▶ _WHAT YOU NEED TO DO_
Determine the number of lines below that contain "product". Write nothing but that number.

▶ _RECORDED DATA_

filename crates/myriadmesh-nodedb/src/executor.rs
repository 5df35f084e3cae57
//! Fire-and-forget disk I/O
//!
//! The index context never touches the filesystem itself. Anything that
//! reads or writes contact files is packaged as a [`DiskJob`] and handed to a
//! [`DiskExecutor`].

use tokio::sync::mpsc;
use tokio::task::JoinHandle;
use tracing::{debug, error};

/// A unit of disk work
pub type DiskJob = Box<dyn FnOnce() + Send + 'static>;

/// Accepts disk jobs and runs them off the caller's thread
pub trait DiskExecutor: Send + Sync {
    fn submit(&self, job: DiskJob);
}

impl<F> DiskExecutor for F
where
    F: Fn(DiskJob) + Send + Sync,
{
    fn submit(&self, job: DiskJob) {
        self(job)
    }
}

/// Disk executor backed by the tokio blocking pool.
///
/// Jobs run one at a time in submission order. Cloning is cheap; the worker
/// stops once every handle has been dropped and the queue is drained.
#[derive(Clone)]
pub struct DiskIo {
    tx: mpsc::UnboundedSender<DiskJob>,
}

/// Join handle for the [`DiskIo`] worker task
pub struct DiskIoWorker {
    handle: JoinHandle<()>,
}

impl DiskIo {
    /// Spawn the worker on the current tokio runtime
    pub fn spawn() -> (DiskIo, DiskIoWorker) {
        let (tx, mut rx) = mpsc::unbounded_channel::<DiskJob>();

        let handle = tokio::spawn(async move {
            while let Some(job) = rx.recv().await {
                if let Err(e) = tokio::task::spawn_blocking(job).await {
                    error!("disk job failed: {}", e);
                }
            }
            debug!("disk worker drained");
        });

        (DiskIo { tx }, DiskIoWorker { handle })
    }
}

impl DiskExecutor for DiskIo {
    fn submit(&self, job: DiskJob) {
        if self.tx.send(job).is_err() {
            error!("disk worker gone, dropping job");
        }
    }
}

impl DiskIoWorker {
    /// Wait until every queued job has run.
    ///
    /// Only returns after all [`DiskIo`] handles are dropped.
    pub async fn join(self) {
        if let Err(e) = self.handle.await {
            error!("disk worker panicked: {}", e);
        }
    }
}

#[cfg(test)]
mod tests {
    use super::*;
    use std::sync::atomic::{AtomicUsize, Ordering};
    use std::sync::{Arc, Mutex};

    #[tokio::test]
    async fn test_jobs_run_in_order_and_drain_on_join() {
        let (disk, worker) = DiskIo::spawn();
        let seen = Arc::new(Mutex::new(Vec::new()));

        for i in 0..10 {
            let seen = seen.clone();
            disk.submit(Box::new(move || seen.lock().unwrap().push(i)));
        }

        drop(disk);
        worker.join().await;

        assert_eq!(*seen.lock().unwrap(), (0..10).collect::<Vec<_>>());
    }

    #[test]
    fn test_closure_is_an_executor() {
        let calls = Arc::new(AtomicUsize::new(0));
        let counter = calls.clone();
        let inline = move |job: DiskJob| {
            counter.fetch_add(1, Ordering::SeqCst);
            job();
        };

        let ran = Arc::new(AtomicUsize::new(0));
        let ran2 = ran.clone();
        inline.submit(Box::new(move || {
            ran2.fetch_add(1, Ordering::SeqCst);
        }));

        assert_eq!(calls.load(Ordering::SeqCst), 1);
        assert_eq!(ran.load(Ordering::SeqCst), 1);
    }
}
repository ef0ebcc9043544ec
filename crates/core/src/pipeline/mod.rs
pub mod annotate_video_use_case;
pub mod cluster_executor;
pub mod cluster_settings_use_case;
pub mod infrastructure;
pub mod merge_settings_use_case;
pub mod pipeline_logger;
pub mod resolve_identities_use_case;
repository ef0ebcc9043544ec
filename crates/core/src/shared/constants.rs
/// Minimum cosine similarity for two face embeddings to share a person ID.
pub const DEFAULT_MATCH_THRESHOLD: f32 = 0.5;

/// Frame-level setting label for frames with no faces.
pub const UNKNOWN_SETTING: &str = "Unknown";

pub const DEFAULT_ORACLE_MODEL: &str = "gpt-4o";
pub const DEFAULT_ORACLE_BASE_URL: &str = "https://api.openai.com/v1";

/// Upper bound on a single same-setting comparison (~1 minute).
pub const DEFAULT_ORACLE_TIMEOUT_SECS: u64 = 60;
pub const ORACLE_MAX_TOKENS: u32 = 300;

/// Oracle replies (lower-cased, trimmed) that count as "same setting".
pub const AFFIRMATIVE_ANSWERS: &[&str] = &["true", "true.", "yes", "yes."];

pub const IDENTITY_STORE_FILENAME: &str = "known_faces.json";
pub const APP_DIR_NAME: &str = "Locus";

==

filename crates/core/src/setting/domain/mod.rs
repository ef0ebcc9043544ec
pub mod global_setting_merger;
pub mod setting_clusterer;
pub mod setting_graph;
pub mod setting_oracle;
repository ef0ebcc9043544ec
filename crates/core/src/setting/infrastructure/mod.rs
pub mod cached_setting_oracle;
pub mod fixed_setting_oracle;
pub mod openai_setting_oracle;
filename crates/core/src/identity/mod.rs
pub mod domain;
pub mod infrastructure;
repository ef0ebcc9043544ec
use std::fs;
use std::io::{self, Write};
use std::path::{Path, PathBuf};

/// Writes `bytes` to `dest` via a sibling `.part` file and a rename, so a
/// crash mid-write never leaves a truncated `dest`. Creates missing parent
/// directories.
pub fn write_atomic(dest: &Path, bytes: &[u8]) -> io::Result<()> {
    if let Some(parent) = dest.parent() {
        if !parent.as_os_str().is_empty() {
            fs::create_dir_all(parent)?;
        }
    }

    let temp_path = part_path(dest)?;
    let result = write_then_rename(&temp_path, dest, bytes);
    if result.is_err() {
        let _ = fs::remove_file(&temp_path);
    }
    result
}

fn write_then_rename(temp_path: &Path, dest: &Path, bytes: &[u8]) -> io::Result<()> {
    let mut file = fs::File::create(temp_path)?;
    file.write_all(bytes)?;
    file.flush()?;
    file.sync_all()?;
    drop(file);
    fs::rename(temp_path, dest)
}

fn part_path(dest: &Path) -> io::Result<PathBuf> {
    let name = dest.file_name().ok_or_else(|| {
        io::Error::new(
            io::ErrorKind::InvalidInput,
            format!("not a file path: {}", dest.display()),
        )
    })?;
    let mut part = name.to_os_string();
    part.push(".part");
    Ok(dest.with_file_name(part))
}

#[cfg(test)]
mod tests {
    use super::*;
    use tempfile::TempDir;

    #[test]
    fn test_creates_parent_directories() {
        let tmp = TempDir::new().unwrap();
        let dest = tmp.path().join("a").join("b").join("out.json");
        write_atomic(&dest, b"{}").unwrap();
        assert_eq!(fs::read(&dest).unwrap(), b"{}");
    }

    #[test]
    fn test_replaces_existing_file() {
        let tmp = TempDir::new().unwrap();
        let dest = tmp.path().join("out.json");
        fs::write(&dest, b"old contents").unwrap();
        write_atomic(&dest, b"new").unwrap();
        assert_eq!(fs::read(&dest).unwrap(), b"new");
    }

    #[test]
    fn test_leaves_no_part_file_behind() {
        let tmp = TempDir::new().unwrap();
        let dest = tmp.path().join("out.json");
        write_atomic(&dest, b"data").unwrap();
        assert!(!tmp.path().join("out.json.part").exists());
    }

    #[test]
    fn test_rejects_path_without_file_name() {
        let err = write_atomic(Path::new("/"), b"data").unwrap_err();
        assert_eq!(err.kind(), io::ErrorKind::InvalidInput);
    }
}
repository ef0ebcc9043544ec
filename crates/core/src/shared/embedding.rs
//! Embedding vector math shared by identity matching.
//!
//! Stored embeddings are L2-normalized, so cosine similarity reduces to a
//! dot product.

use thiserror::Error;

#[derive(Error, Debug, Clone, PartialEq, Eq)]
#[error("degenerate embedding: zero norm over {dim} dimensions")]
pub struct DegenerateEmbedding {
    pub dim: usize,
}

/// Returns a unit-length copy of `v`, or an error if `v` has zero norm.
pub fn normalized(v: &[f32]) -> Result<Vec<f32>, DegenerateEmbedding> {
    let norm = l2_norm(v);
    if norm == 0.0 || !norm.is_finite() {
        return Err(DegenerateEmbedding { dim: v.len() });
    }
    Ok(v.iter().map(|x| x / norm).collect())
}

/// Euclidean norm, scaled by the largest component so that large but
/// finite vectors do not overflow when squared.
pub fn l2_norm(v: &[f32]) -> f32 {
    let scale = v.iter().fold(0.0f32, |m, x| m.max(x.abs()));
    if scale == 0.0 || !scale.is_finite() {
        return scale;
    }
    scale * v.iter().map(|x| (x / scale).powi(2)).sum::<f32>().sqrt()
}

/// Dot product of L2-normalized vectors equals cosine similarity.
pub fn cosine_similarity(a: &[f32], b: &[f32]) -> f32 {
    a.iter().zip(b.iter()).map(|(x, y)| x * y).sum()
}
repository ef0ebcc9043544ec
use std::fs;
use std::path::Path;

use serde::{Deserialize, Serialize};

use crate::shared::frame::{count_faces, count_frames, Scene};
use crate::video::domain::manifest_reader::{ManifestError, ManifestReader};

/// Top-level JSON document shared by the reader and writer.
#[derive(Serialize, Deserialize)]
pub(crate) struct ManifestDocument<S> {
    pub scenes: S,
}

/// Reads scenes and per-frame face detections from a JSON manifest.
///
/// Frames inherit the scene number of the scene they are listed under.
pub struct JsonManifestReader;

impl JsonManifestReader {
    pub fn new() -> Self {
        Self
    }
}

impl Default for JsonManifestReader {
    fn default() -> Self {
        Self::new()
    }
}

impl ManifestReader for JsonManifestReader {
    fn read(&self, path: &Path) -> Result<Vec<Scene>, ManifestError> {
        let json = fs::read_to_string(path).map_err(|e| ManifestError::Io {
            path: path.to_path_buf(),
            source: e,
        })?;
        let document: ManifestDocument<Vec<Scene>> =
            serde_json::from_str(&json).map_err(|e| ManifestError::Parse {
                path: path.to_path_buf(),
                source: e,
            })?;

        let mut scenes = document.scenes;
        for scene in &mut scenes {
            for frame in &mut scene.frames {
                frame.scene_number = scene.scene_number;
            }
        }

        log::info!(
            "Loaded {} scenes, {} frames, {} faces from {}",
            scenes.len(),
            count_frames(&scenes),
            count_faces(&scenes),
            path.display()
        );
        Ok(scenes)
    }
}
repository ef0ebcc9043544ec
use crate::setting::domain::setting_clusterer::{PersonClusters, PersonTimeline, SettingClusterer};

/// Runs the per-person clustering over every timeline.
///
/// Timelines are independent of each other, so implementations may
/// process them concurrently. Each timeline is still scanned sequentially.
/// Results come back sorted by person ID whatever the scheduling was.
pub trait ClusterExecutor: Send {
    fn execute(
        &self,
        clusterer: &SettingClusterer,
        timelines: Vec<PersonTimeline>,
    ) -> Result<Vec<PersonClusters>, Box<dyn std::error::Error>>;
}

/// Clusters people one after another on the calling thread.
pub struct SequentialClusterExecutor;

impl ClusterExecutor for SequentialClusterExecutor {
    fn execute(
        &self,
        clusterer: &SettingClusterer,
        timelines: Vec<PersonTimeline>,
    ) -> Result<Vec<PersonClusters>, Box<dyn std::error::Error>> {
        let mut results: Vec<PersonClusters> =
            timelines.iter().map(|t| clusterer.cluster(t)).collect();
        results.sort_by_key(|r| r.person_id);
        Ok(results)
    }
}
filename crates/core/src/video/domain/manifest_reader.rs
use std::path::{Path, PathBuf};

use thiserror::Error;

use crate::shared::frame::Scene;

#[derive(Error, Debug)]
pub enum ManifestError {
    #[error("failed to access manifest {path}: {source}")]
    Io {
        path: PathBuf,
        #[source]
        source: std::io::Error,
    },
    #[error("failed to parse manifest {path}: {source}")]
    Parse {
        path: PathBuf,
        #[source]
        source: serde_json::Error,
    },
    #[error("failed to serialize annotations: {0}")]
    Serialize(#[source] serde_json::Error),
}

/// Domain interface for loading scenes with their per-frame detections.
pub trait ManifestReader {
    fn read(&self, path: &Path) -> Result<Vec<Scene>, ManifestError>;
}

▶ _EXERCISE OUTPUT_
2